O passeio, em toda a sua parte mais extensa, possuía árvores, bancos do tipo caixote suspenso de madeira, com iluminação na parte inferior, postes verticais, igualmente de madeira, contendo luzes por dentro deles e não em cima; outros pontos luminosos embutidos no chão - tudo para dar à praça, um ar de aconchego, a todos que por ela transitassem e privacidade aos casais de namorados, através de luz indireta.
A parte mais estreita do passeio, tinha continuidade da mesma iluminação, mas foi adornada por uma justaposição de pedras arredondadas, entremeada de plantas ornamentais, muito bem cuidadas, tudo para dar aos caminhantes, a sensação de estarem numa espécie de jardim japonês. Contornando-o, havia um deck feito de finas tábuas de madeira, em semi circulo, separando-o do fosso de água, não muito profundo, simulando um lago, que escondia submersos, os mecanismos das fontes e luzes, ligadas à hora exata, espalhando jatos coloridos e dançantes. Não seriam acionados, naqueles dias.
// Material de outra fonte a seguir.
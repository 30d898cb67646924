//! Physical parameters of the range model
//!
//! `ParameterSet` is the nominal baseline for an analysis run. The five
//! `StochasticField`s are the entries the sampler perturbs; everything else
//! is held at its nominal value for every trial.

use serde::{Deserialize, Serialize};

use crate::error::{InvalidInput, Result};

/// Scalar inputs to the electric Breguet range relation
#[derive(Debug, Clone, Copy, PartialEq, Serialize, Deserialize)]
#[serde(default)]
pub struct ParameterSet {
    /// Baseline drivetrain efficiency (0..1)
    pub eta_system: f64,
    /// Battery pack specific energy (Wh/kg)
    pub epack_wh_per_kg: f64,
    /// Battery pack mass (kg)
    pub m_batt_kg: f64,
    /// Total aircraft mass (kg)
    pub m_total_kg: f64,
    /// Gravitational acceleration (m/s^2)
    pub g: f64,
    /// Lift-to-drag ratio
    pub l_over_d: f64,
    /// Equivalent specific fuel consumption
    pub sfc_eq: f64,
    /// Power harvested in flight, constant over the cruise (kW)
    pub harvest_kw: f64,
    /// Multiplicative efficiency gain from SiC power electronics
    pub sic_efficiency_gain: f64,
    /// Cruise duration (h)
    pub cruise_hours: f64,
}

impl ParameterSet {
    pub const NOMINAL: ParameterSet = ParameterSet {
        eta_system: 0.92,
        epack_wh_per_kg: 450.0,
        m_batt_kg: 25_000.0,
        m_total_kg: 80_000.0,
        g: 9.80665,
        l_over_d: 22.0,
        sfc_eq: 0.00015,
        harvest_kw: 15.0,
        sic_efficiency_gain: 1.08,
        cruise_hours: 6.0,
    };

    /// All fields as `(name, value)` pairs in declaration order.
    #[must_use]
    pub fn entries(&self) -> [(&'static str, f64); 10] {
        [
            ("eta_system", self.eta_system),
            ("epack_wh_per_kg", self.epack_wh_per_kg),
            ("m_batt_kg", self.m_batt_kg),
            ("m_total_kg", self.m_total_kg),
            ("g", self.g),
            ("l_over_d", self.l_over_d),
            ("sfc_eq", self.sfc_eq),
            ("harvest_kw", self.harvest_kw),
            ("sic_efficiency_gain", self.sic_efficiency_gain),
            ("cruise_hours", self.cruise_hours),
        ]
    }

    /// Value of a stochastic field
    #[must_use]
    pub fn get(&self, field: StochasticField) -> f64 {
        match field {
            StochasticField::PackSpecificEnergy => self.epack_wh_per_kg,
            StochasticField::LiftToDrag => self.l_over_d,
            StochasticField::HarvestPower => self.harvest_kw,
            StochasticField::SicEfficiencyGain => self.sic_efficiency_gain,
            StochasticField::SystemEfficiency => self.eta_system,
        }
    }

    /// Reject values the range model cannot evaluate.
    ///
    /// Every field must be finite and the Breguet denominator must be
    /// non-zero. Sampled fields are not checked beyond finiteness since the
    /// sampler bounds them.
    pub fn validate(&self) -> Result<()> {
        for (name, value) in self.entries() {
            if !value.is_finite() {
                return Err(InvalidInput::NonFiniteParameter { name, value });
            }
        }
        if crate::range_model::breguet_denominator(self) == 0.0 {
            return Err(InvalidInput::ZeroDenominator);
        }
        Ok(())
    }
}

impl Default for ParameterSet {
    fn default() -> Self {
        Self::NOMINAL
    }
}

/// The parameters perturbed by the Monte-Carlo sampler.
///
/// Serialized with the same short key as `key()` and the `SampleBatch`
/// field names.
#[derive(Debug, Clone, Copy, PartialEq, Eq, Hash, PartialOrd, Ord, Serialize, Deserialize)]
pub enum StochasticField {
    #[serde(rename = "epack")]
    PackSpecificEnergy,
    #[serde(rename = "l_over_d")]
    LiftToDrag,
    #[serde(rename = "harvest")]
    HarvestPower,
    #[serde(rename = "sic_gain")]
    SicEfficiencyGain,
    #[serde(rename = "eta")]
    SystemEfficiency,
}

impl StochasticField {
    /// Sampling order. Changing it changes every seeded run.
    pub const ALL: [StochasticField; 5] = [
        StochasticField::PackSpecificEnergy,
        StochasticField::LiftToDrag,
        StochasticField::HarvestPower,
        StochasticField::SicEfficiencyGain,
        StochasticField::SystemEfficiency,
    ];

    /// Short stable key used in reports and exported tables
    #[must_use]
    pub fn key(self) -> &'static str {
        match self {
            Self::PackSpecificEnergy => "epack",
            Self::LiftToDrag => "l_over_d",
            Self::HarvestPower => "harvest",
            Self::SicEfficiencyGain => "sic_gain",
            Self::SystemEfficiency => "eta",
        }
    }

    #[must_use]
    pub fn label(self) -> &'static str {
        match self {
            Self::PackSpecificEnergy => "Battery Energy Density (Wh/kg)",
            Self::LiftToDrag => "Lift-to-Drag Ratio",
            Self::HarvestPower => "Harvesting Power (kW)",
            Self::SicEfficiencyGain => "SiC Efficiency Gain",
            Self::SystemEfficiency => "System Efficiency",
        }
    }
}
Da parte mais larga de passeio, partiam alguns braços retangulares, de pedra maciça, que avançavam sobre as águas, invadindo mais adentro o pequeno lago, fazendo verdadeiros degraus, que aguçavam a curiosidade das crianças, em lhes desbravarem os mistérios e molharem seus pés.
A festa.
Na parte mais larga da praça, foi levantada uma grande estrutura branca, em formato de concha, voltada para o lago, para abrigar as diversas barracas, das várias nações, que cederam seus filhos, em imigração, para o desenvolvimento do nosso país. Havia jovens com indumentária própria a cada uma das nações ali representadas, bem como seus costumes e especialidades culinárias à cada cultura, incluindo, as especialidades puramente brasileiras, ali presentes.
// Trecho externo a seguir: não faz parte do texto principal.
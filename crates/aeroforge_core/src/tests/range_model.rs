//! Tests for the electric Breguet range model

use rand::rngs::StdRng;
use rand::{Rng, SeedableRng};

use crate::model::{NoiseModel, ParameterSet};
use crate::range_model::{MAX_RANGE_KM, range_km};
use crate::simulation::run_montecarlo_with;

/// Hand-computed reference for the nominal parameters
fn nominal_reference_km() -> f64 {
    let pack_wh = 450.0 * 25_000.0;
    let harvest_wh = 15.0 * 1000.0 * 6.0;
    let usable_wh = 0.92 * 1.08 * (pack_wh + harvest_wh);
    usable_wh / (9.80665 * 22.0 * 0.00015 * 80_000.0) / 1000.0
}

#[test]
fn test_nominal_matches_hand_calculation() {
    let km = range_km(&ParameterSet::default());
    assert!((km - nominal_reference_km()).abs() < 1e-9);
    // ~4352 m
    assert!((km - 4.35).abs() < 0.01, "got {km} km");
}

#[test]
fn test_zero_noise_single_run_reproduces_reference() {
    let run = run_montecarlo_with(ParameterSet::default(), NoiseModel::deterministic(), 1, 42)
        .unwrap();
    assert_eq!(run.len(), 1);
    assert!((run.results.as_slice()[0] - nominal_reference_km()).abs() < 1e-9);
}

#[test]
fn test_output_always_within_clamp() {
    let mut rng = StdRng::seed_from_u64(3);
    for _ in 0..5_000 {
        let p = ParameterSet {
            eta_system: rng.random_range(0.0..1.5),
            epack_wh_per_kg: rng.random_range(-500.0..5_000.0),
            m_batt_kg: rng.random_range(0.0..100_000.0),
            m_total_kg: rng.random_range(1.0..200_000.0),
            l_over_d: rng.random_range(0.1..60.0),
            sfc_eq: rng.random_range(1e-7..1e-3),
            harvest_kw: rng.random_range(-100.0..1_000.0),
            sic_efficiency_gain: rng.random_range(0.5..2.0),
            cruise_hours: rng.random_range(0.0..48.0),
            ..Default::default()
        };
        let km = range_km(&p);
        assert!((0.0..=MAX_RANGE_KM).contains(&km), "{km} out of bounds for {p:?}");
    }
}

#[test]
fn test_range_non_decreasing_in_pack_energy() {
    let mut previous = 0.0;
    for step in 0..200 {
        let p = ParameterSet {
            epack_wh_per_kg: 200.0 + 10.0 * step as f64,
            ..Default::default()
        };
        let km = range_km(&p);
        assert!(km >= previous, "range fell at epack step {step}");
        previous = km;
    }
}

/// Lift-to-drag sits in the denominator of this closed form, so more L/D
/// means less range. Pin that down so a change to the formula is noticed.
#[test]
fn test_range_non_increasing_in_lift_to_drag() {
    let mut previous = f64::INFINITY;
    for step in 0..100 {
        let p = ParameterSet {
            l_over_d: 15.0 + 0.5 * step as f64,
            ..Default::default()
        };
        let km = range_km(&p);
        assert!(km <= previous, "range rose at l_over_d step {step}");
        previous = km;
    }
}
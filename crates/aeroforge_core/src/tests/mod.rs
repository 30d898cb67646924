//! Integration tests for the range uncertainty engine
//!
//! Tests are organized by topic:
//! - `range_model` - Closed-form model: reference value, clamp, monotonicity
//! - `sampling` - Floor/clip policy and reproducibility of sample batches
//! - `montecarlo` - Runner alignment, determinism and error propagation
//! - `summary` - Statistics summary and sensitivity on real runs

mod montecarlo;
mod range_model;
A concha mais parecia feita de madrepérola, toda iluminada, contrastando com a semi luz da praça. Ela brilhava, vibrava em cores, sabores, odores e sons. Mas essa visão, só era possível de se ter, quando se caminhava pelo deck que rodeava o lago, e não, uma vez dentro dela. O caminho, também iluminado por pequenas luzes rasteiras, fazia um contorno salpicado de vaga-lumes, servindo de camarote ao espetáculo. Alguns casais passeavam por lá - sem entrarem de verdade na festa, estranhamente, e mesmo fora dela - sentiam toda a vitalidade que dela exalava.
A dança.
Houve um casal, que se demorou um tempo maior, apreciando a cena que se desdobrava à frente, e como a música era boa, a mulher quis dançar ao som tão agradável, ali mesmo, entre as estrelas e os pequenos vaga-lumes do chão - a pista de dança perfeita!
Foram uns dois ou três passos. Jogada de um lado ao outro, como boneca de pano, por um 'dois de paus', seu parceiro, que era capaz de dançar todos os ritmos com a mesma coreografia, sem graça, classe ou sentimento. A dança acabou ali, nos poucos passos.
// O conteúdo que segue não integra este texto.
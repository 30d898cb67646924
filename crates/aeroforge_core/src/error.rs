use std::fmt;

use crate::model::StochasticField;

/// Errors raised when the engine is handed input it cannot evaluate.
///
/// Physically implausible sampled values are not errors; the sampler's
/// floor/clip policy corrects them.
#[derive(Debug, Clone, PartialEq)]
pub enum InvalidInput {
    /// A run was requested with zero trials
    NoRuns,
    /// Statistics were requested over an empty result set
    EmptyResults,
    /// Two sequences that must be index-aligned have different lengths
    LengthMismatch { expected: usize, actual: usize },
    /// A sampled field has zero variance, so its correlation is undefined
    DegenerateField(StochasticField),
    /// The result vector has zero variance, so no correlation is defined
    DegenerateResults,
    /// `g * l_over_d * sfc_eq * m_total_kg` is zero for the nominal set
    ZeroDenominator,
    NonFiniteParameter { name: &'static str, value: f64 },
    InvalidNoise {
        field: StochasticField,
        reason: &'static str,
    },
    /// A configured value outside its accepted domain
    Config(String),
}

impl fmt::Display for InvalidInput {
    fn fmt(&self, f: &mut fmt::Formatter<'_>) -> fmt::Result {
        match self {
            InvalidInput::NoRuns => write!(f, "number of runs must be at least 1"),
            InvalidInput::EmptyResults => write!(f, "result set is empty"),
            InvalidInput::LengthMismatch { expected, actual } => {
                write!(f, "length mismatch: expected {expected} values, got {actual}")
            }
            InvalidInput::DegenerateField(field) => write!(
                f,
                "field '{}' has zero variance; correlation is undefined",
                field.key()
            ),
            InvalidInput::DegenerateResults => {
                write!(f, "results have zero variance; correlation is undefined")
            }
            InvalidInput::ZeroDenominator => {
                write!(f, "g * l_over_d * sfc_eq * m_total_kg must be non-zero")
            }
            InvalidInput::NonFiniteParameter { name, value } => {
                write!(f, "parameter '{name}' must be finite (got {value})")
            }
            InvalidInput::InvalidNoise { field, reason } => {
                write!(f, "invalid noise model for '{}': {reason}", field.key())
            }
            InvalidInput::Config(msg) => write!(f, "configuration error: {msg}"),
        }
    }
}

impl std::error::Error for InvalidInput {}

pub type Result<T> = std::result::Result<T, InvalidInput>;

#[cfg(test)]
mod tests {
    use super::*;

    #[test]
    fn test_display_names_the_field() {
        let err = InvalidInput::DegenerateField(StochasticField::HarvestPower);
        assert!(err.to_string().contains("harvest"));

        let err = InvalidInput::InvalidNoise {
            field: StochasticField::SystemEfficiency,
            reason: "ceiling below floor",
        };
        assert_eq!(
            err.to_string(),
            "invalid noise model for 'eta': ceiling below floor"
        );
    }
}
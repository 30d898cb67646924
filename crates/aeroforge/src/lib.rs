//! Command-line front end for the AeroForge range uncertainty engine
//!
//! Loads an analysis configuration, runs the Monte-Carlo engine, prints the
//! summary and writes the per-trial table, summary and chart data to disk.

pub mod error;
pub mod export;
pub mod logging;
pub mod report;
pub mod scenario;

use std::path::Path;

use aeroforge_core::analysis::{achievement_rates, analyze, chart_data};
use aeroforge_core::model::{AchievementRate, MonteCarloRun, StatisticsSummary};
use aeroforge_core::{AnalysisConfig, simulate};

pub use error::CliError;
pub use export::ExportPaths;
pub use logging::init_logging;

/// Everything produced by one analysis
#[derive(Debug, Clone)]
pub struct AnalysisOutput {
    pub run: MonteCarloRun,
    pub summary: StatisticsSummary,
    pub achievement: Vec<AchievementRate>,
}

/// Run the engine and summarize the results
pub fn run_analysis(config: &AnalysisConfig) -> Result<AnalysisOutput, CliError> {
    config.validate()?;
    tracing::info!(runs = config.runs, seed = config.seed, "running Monte-Carlo analysis");

    let run = simulate(&config.monte_carlo())?;
    let summary = analyze(&run.samples, &run.results)?;
    let achievement = achievement_rates(run.results.as_slice(), &config.thresholds_km)?;

    tracing::info!(
        mean_km = summary.mean,
        std_km = summary.std,
        "analysis complete"
    );
    Ok(AnalysisOutput {
        run,
        summary,
        achievement,
    })
}

/// Write the CSV table, summary JSON and chart data JSON into `dir`.
///
/// Chart data is computed before anything is written, so a run whose charts
/// cannot be built leaves the directory untouched.
pub fn export_all(
    dir: &Path,
    output: &AnalysisOutput,
    histogram_bins: usize,
) -> Result<ExportPaths, CliError> {
    let charts = chart_data(&output.run.samples, &output.run.results, histogram_bins)?;
    output.run.validate()?;

    std::fs::create_dir_all(dir)
        .map_err(|e| CliError::Io(format!("failed to create {}: {e}", dir.display())))?;

    let paths = ExportPaths::in_dir(dir);
    export::write_results_csv(&paths.results_csv, &output.run)?;
    export::write_json(&paths.summary_json, &output.summary)?;
    export::write_json(&paths.charts_json, &charts)?;
    Ok(paths)
}
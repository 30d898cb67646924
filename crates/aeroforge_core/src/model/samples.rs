//! Sampled inputs and range outputs of a Monte-Carlo run
//!
//! Index `i` in every sequence of a `SampleBatch` and in the `ResultSet`
//! refers to the same trial.

use serde::{Deserialize, Serialize};

use super::params::{ParameterSet, StochasticField};
use crate::error::{InvalidInput, Result};

/// Sampled values of every stochastic field, index-aligned by trial
#[derive(Debug, Clone, PartialEq, Serialize, Deserialize)]
pub struct SampleBatch {
    pub epack: Vec<f64>,
    pub l_over_d: Vec<f64>,
    pub harvest: Vec<f64>,
    pub sic_gain: Vec<f64>,
    pub eta: Vec<f64>,
}

impl SampleBatch {
    /// Build a batch from per-field sequences, which must share one length.
    pub fn new(
        epack: Vec<f64>,
        l_over_d: Vec<f64>,
        harvest: Vec<f64>,
        sic_gain: Vec<f64>,
        eta: Vec<f64>,
    ) -> Result<Self> {
        let batch = Self {
            epack,
            l_over_d,
            harvest,
            sic_gain,
            eta,
        };
        batch.validate()?;
        Ok(batch)
    }

    /// Check that every field holds the same number of trials
    pub fn validate(&self) -> Result<()> {
        let expected = self.epack.len();
        for field in StochasticField::ALL {
            let actual = self.field(field).len();
            if actual != expected {
                return Err(InvalidInput::LengthMismatch { expected, actual });
            }
        }
        Ok(())
    }

    /// Number of trials
    #[must_use]
    pub fn len(&self) -> usize {
        self.epack.len()
    }

    #[must_use]
    pub fn is_empty(&self) -> bool {
        self.epack.is_empty()
    }

    #[must_use]
    pub fn field(&self, field: StochasticField) -> &[f64] {
        match field {
            StochasticField::PackSpecificEnergy => &self.epack,
            StochasticField::LiftToDrag => &self.l_over_d,
            StochasticField::HarvestPower => &self.harvest,
            StochasticField::SicEfficiencyGain => &self.sic_gain,
            StochasticField::SystemEfficiency => &self.eta,
        }
    }

    pub(crate) fn field_mut(&mut self, field: StochasticField) -> &mut Vec<f64> {
        match field {
            StochasticField::PackSpecificEnergy => &mut self.epack,
            StochasticField::LiftToDrag => &mut self.l_over_d,
            StochasticField::HarvestPower => &mut self.harvest,
            StochasticField::SicEfficiencyGain => &mut self.sic_gain,
            StochasticField::SystemEfficiency => &mut self.eta,
        }
    }

    /// Inputs of trial `index`: `nominal` with every stochastic field
    /// replaced by its sample. Returns `None` when any field has no value at
    /// `index`.
    #[must_use]
    pub fn trial(&self, index: usize, nominal: &ParameterSet) -> Option<ParameterSet> {
        Some(ParameterSet {
            epack_wh_per_kg: *self.epack.get(index)?,
            l_over_d: *self.l_over_d.get(index)?,
            harvest_kw: *self.harvest.get(index)?,
            sic_efficiency_gain: *self.sic_gain.get(index)?,
            eta_system: *self.eta.get(index)?,
            ..*nominal
        })
    }

    /// Every trial's full parameter set in index order. Stops at the
    /// shortest field.
    pub fn trials<'a>(
        &'a self,
        nominal: &'a ParameterSet,
    ) -> impl Iterator<Item = ParameterSet> + 'a {
        (0..self.len()).map_while(move |i| self.trial(i, nominal))
    }

    /// Number of trials where `eta * sic_gain` exceeds 1.0
    #[must_use]
    pub fn efficiency_above_unity(&self) -> usize {
        self.eta
            .iter()
            .zip(&self.sic_gain)
            .filter(|&(&eta, &gain)| eta * gain > 1.0)
            .count()
    }
}

/// Range of every trial in km, index-aligned with the `SampleBatch`
#[derive(Debug, Clone, PartialEq, Serialize, Deserialize)]
#[serde(transparent)]
pub struct ResultSet {
    ranges_km: Vec<f64>,
}

impl ResultSet {
    #[must_use]
    pub fn new(ranges_km: Vec<f64>) -> Self {
        Self { ranges_km }
    }

    #[must_use]
    pub fn len(&self) -> usize {
        self.ranges_km.len()
    }

    #[must_use]
    pub fn is_empty(&self) -> bool {
        self.ranges_km.is_empty()
    }

    #[must_use]
    pub fn as_slice(&self) -> &[f64] {
        &self.ranges_km
    }
}

/// Everything a run produced: the samples, their ranges and the nominal set
/// the fixed fields came from.
#[derive(Debug, Clone, PartialEq, Serialize, Deserialize)]
pub struct MonteCarloRun {
    pub samples: SampleBatch,
    pub results: ResultSet,
    pub nominal: ParameterSet,
}

impl MonteCarloRun {
    #[must_use]
    pub fn len(&self) -> usize {
        self.results.len()
    }

    #[must_use]
    pub fn is_empty(&self) -> bool {
        self.results.is_empty()
    }

    /// Check the batch and that there is one result per trial
    pub fn validate(&self) -> Result<()> {
        self.samples.validate()?;
        if self.results.len() != self.samples.len() {
            return Err(InvalidInput::LengthMismatch {
                expected: self.samples.len(),
                actual: self.results.len(),
            });
        }
        Ok(())
    }

    /// Split into the `(samples, results, nominal)` triple
    #[must_use]
    pub fn into_parts(self) -> (SampleBatch, ResultSet, ParameterSet) {
        (self.samples, self.results, self.nominal)
    }
}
Enquanto continuavam a caminhar, ouvia-se o barulho dos seus sapatos batendo na madeira; ele, seguia sem que o fato tivesse lhe causado nenhuma impressão; ela, via escorrendo silenciosos, por entre as frestas de madeira, os pingos do seu romantismo, guardado dentro de si (ou de um certo desperdício dele) se juntando ao lago. Logo, logo, ele, seu romantismo, estaria refeito e intacto, preservado dentro de si - porque ela acreditava, que para se realizar um pequeno sonho romântico é preciso só de três coisas: sensibilidade, vontade e coragem - isso ela tinha de sobra.
Foi aí, que ela se viu, dançando aquela música até o fim, e a tantas outras, até o final da noite; em outros braços ... é óbvio! ... bem cuidadosos e hábeis, que a fizeram se sentir - mais como sonhadora, do que como aquela anterior boneca de pano, insensível.
Ele não sabe o que deixou de ter, nem se deu conta da oportunidade desperdiçada. Ela, permanece com a certeza que sempre teve - de que para ela - dançar romanticamente - é metade da sedução.